Przypuśćmy, iż ludzie ci uważają, że mogą zagarnąć władzę — no to co z tego? Niech tylko


dokonają wyłomu, który przerwie tamę, a potok sam położy kres ich złudzeniom. Ale jeśliby
przez przypadek złudzenia te obdarzyły ich mocą woli najwyższej, to czy trzeba na to
narzekać? Ludzie, którzy chwalili się tym, że zrobili rewolucję, przekonywali się zawsze na
drugi dzień, że nie wiedzieli, co czynili; że dokonana rewolucja nie przypominała zgoła tej,
której chcieli dokonać. To właśnie Hegel nazywał ironią historii, ironią, której uniknąć mogą
tylko nieliczni historyczni działacze. Spójrzcie choćby na Bismarcka, rewolucjonistę mimo
woli, czy na Giadstone’a, który koniec końców zaplątał się ze swoim uwielbianym carem.

Według mnie ważne jest to, żeby w Rosji to uderzenie nastąpiło, żeby rewolucja wybuchła.
Czy ta, czy inna frakcja da sygnał, czy stanie się to pod tym, czy pod innym sztandarem — to
nie jest dla mnie istotne. Jeśli to będzie sprzysiężenie pałacowe — zmiecione zostanie
następnego dnia. Tam, gdzie sytuacja jest  tak napięta,  gdzie  elementy rewolucyjne są
nagromadzone w takim stopniu, gdzie ekonomiczna sytuacja olbrzymiej masy ludu staje się z
każdym dniem coraz bardziej nie do zniesienia, gdzie reprezentowane są wszelkie szczeble
rozwoju społecznego — od prymitywnej wspólnoty aż do nowoczesnego wielkiego
przemysłu i nowoczesnej wielkiej finansjery, gdzie wszystkie sprzeczności są przemocą
utrzymywane w karbach przez bezprzykładny despotyzm, despotyzm, który staje się coraz
bardziej nie do zniesienia dla młodzieży łączącej w sobie inteligencję narodu i jego godność
— jeśli tam rozpocznie się rok 1789, rok 1793 nie omieszka za nim rychło nastąpić.

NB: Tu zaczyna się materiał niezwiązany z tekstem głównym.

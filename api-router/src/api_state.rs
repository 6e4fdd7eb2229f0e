use std::sync::Arc;

use common::{
    storage::{db::SurrealDbClient, snapshot::SnapshotCache},
    utils::config::AppConfig,
};

use crate::query::QueryService;

#[derive(Clone)]
pub struct ApiState {
    pub db: Arc<SurrealDbClient>,
    pub query: QueryService,
}

impl ApiState {
    pub async fn new(config: &AppConfig) -> Result<Self, Box<dyn std::error::Error>> {
        let surreal_db_client = Arc::new(
            SurrealDbClient::new(
                &config.surrealdb_address,
                &config.surrealdb_username,
                &config.surrealdb_password,
                &config.surrealdb_namespace,
                &config.surrealdb_database,
            )
            .await?,
        );

        Ok(Self::with_db(surreal_db_client))
    }

    /// Shares an existing connection, as the combined server and worker process does.
    pub fn with_db(db: Arc<SurrealDbClient>) -> Self {
        let query = QueryService::new(SnapshotCache::new(Arc::clone(&db)));
        Self { db, query }
    }
}
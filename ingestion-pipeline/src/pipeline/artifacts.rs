use std::collections::BTreeMap;

use common::storage::types::entity::{Entity, TopicLabel};
use serde::Serialize;

use crate::utils::projection::Point2D;

/// One corpus document placed on the 2D map.
#[derive(Debug, Clone, Serialize, PartialEq)]
pub struct DocumentPoint {
    pub reference: String,
    pub preview: String,
    pub x: f32,
    pub y: f32,
    pub label: TopicLabel,
}

#[derive(Debug, Clone, Serialize, PartialEq, Eq)]
pub struct TopicSummary {
    pub label: TopicLabel,
    pub size: usize,
}

/// Visualization outputs of one successful cycle, written next to the batches.
#[derive(Debug, Clone, Serialize, PartialEq)]
pub struct CycleArtifacts {
    pub version: u64,
    pub documents: Vec<DocumentPoint>,
    pub topics: Vec<TopicSummary>,
}

impl CycleArtifacts {
    pub fn build(
        version: u64,
        entities: &[Entity],
        points: &[Point2D],
        labels: &[TopicLabel],
        preview_chars: usize,
    ) -> Self {
        let documents = entities
            .iter()
            .zip(points)
            .zip(labels)
            .map(|((entity, point), label)| DocumentPoint {
                reference: entity.reference.clone(),
                preview: preview(&entity.text, preview_chars),
                x: point[0],
                y: point[1],
                label: *label,
            })
            .collect();

        let mut sizes: BTreeMap<TopicLabel, usize> = BTreeMap::new();
        for label in labels {
            *sizes.entry(*label).or_default() += 1;
        }
        let topics = sizes
            .into_iter()
            .map(|(label, size)| TopicSummary { label, size })
            .collect();

        Self {
            version,
            documents,
            topics,
        }
    }
}

fn preview(text: &str, max_chars: usize) -> String {
    let flattened = text.replace('\n', " ");
    if flattened.chars().count() <= max_chars {
        return flattened;
    }
    let mut truncated: String = flattened.chars().take(max_chars).collect();
    truncated.push_str("...");
    truncated
}
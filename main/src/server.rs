use std::sync::Arc;

use api_router::{api_routes_v1, api_state::ApiState};
use axum::Router;
use common::{storage::db::SurrealDbClient, utils::config::get_config};
use tracing::{error, info};
use tracing_subscriber::{fmt, prelude::*, EnvFilter};

#[tokio::main(flavor = "multi_thread", worker_threads = 2)]
async fn main() -> Result<(), Box<dyn std::error::Error>> {
    // Set up tracing
    tracing_subscriber::registry()
        .with(fmt::layer().with_writer(std::io::stderr))
        .with(EnvFilter::from_default_env())
        .try_init()
        .ok();

    // Get config
    let config = get_config()?;

    let db = Arc::new(
        SurrealDbClient::new(
            &config.surrealdb_address,
            &config.surrealdb_username,
            &config.surrealdb_password,
            &config.surrealdb_namespace,
            &config.surrealdb_database,
        )
        .await?,
    );
    db.ping().await?;

    // Read side only; batches are ingested by the separate worker binary
    let app = Router::new()
        .nest("/api/v1", api_routes_v1())
        .with_state(ApiState::with_db(db));

    info!("Starting server listening on 0.0.0.0:{}", config.http_port);
    let serve_address = format!("0.0.0.0:{}", config.http_port);
    let listener = tokio::net::TcpListener::bind(serve_address).await?;
    axum::serve(listener, app)
        .with_graceful_shutdown(async {
            if let Err(e) = tokio::signal::ctrl_c().await {
                error!("Failed to listen for shutdown signal: {}", e);
            }
        })
        .await?;

    Ok(())
}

Żegnam Panią, droga Obywatelko. Jest pół do trzeciej w nocy, a jutro przed odejściem poczty
nie zdążę już niczego dodać. Jeżeli Pani woli, proszę pisać do mnie po rosyjsku, proszę
jednak nie zapominać, że nie co dzień zdarza mi się czytać rękopiśmienny tekst rosyjski.

Oddany Pani

F. Engels

w: Filozofia społeczna narodnictwa rosyjskiego tom II str. 736-740.